_Task brief_:
Out of the lines below, please list those that hold the string "SummaryData".

━━━ Provided entries

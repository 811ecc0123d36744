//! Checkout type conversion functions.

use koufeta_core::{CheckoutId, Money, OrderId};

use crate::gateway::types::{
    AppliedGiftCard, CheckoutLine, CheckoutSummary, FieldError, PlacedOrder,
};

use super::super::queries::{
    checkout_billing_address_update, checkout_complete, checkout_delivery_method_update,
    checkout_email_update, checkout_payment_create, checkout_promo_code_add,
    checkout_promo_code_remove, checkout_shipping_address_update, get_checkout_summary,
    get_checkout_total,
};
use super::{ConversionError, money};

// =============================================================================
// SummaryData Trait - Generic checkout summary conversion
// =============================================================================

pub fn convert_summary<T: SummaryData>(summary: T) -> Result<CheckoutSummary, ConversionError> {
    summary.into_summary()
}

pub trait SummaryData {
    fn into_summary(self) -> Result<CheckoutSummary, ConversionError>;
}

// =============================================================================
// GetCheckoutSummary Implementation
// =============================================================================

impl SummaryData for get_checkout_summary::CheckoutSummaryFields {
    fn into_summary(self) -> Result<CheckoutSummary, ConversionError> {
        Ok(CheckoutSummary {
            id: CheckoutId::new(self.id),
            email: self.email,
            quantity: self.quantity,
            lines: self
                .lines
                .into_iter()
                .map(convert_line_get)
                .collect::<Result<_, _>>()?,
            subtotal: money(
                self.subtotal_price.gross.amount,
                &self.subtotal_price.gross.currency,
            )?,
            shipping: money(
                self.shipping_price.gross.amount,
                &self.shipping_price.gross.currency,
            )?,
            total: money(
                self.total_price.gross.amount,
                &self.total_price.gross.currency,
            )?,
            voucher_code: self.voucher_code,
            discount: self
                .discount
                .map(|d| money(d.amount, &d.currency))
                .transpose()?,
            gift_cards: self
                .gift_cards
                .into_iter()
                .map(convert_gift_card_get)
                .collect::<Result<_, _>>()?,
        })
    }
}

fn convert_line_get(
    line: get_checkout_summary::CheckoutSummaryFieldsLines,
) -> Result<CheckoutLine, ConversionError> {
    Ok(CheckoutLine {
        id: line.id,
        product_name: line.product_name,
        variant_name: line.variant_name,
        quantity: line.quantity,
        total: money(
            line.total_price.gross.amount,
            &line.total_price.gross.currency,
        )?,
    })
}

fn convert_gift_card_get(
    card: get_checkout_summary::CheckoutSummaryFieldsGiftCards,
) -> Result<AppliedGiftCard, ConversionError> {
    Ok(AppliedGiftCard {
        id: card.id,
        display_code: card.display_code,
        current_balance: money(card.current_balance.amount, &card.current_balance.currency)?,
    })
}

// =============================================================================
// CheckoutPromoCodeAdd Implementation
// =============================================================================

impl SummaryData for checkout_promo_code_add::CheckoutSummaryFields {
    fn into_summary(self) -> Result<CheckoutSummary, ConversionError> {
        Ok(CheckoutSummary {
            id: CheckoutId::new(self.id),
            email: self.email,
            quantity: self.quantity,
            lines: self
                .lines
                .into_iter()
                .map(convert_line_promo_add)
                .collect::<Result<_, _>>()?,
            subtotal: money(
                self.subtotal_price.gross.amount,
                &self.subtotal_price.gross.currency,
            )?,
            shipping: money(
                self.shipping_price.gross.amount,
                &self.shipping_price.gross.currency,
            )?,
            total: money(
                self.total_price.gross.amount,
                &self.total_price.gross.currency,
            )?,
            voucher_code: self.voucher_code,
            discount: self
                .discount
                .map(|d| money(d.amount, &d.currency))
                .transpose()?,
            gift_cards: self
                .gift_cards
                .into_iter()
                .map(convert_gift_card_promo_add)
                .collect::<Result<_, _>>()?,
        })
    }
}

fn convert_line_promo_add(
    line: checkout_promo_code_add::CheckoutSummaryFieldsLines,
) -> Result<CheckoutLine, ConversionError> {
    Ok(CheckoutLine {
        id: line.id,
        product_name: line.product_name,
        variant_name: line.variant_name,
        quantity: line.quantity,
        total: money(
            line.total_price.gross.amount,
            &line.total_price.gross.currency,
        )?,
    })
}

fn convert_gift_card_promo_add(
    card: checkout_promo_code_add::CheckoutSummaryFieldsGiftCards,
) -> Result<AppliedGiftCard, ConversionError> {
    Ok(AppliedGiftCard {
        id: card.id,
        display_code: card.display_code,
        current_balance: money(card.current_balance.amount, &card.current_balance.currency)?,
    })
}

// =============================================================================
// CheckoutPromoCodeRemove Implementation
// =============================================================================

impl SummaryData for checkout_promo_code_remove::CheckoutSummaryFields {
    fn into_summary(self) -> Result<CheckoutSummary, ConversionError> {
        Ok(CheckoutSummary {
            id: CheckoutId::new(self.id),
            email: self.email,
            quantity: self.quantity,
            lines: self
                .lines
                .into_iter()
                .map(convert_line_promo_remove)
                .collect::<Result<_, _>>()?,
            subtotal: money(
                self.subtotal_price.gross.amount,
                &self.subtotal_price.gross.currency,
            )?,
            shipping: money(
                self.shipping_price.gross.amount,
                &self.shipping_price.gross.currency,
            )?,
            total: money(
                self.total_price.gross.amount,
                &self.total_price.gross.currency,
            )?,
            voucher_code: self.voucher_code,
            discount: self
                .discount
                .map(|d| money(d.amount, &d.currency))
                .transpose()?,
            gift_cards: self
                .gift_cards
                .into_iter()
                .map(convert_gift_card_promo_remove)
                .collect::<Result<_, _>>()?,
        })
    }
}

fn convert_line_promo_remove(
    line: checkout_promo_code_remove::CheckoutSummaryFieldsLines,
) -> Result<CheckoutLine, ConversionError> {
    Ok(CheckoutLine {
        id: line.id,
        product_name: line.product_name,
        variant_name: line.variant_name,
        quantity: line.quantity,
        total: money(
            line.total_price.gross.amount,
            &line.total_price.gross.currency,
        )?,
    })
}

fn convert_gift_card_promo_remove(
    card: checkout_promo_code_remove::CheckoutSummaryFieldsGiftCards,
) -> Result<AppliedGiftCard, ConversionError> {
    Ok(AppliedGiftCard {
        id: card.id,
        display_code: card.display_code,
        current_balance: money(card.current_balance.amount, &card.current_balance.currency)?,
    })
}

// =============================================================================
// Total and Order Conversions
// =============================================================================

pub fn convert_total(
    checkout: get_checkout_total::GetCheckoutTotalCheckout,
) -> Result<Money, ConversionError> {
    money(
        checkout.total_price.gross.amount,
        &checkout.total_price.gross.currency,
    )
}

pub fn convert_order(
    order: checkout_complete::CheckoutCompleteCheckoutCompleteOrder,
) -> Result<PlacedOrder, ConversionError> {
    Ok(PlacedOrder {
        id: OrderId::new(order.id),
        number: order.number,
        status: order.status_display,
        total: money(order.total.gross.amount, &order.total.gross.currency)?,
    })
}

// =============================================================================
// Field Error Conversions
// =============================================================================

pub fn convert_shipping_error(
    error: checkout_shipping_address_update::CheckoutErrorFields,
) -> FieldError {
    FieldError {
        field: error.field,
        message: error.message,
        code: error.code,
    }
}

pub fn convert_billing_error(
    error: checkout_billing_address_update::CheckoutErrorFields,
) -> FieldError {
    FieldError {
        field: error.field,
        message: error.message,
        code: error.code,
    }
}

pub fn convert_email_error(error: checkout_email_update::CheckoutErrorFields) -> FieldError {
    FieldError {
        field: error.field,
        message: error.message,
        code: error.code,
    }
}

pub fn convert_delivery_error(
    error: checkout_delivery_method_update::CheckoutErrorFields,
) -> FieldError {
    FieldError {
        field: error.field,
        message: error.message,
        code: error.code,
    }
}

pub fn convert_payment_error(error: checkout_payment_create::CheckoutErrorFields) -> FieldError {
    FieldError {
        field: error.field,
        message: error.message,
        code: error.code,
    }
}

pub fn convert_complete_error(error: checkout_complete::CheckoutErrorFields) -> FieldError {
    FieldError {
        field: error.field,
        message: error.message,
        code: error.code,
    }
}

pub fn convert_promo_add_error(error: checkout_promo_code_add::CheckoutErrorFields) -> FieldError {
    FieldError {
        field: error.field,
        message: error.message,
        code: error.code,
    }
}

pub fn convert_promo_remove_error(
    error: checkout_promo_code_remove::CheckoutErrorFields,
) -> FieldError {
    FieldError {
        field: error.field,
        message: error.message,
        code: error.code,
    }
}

━━━━━━

_Result_:
// SummaryData Trait - Generic checkout summary conversion
pub fn convert_summary<T: SummaryData>(summary: T) -> Result<CheckoutSummary, ConversionError> {
pub trait SummaryData {
impl SummaryData for get_checkout_summary::CheckoutSummaryFields {
impl SummaryData for checkout_promo_code_add::CheckoutSummaryFields {
impl SummaryData for checkout_promo_code_remove::CheckoutSummaryFields {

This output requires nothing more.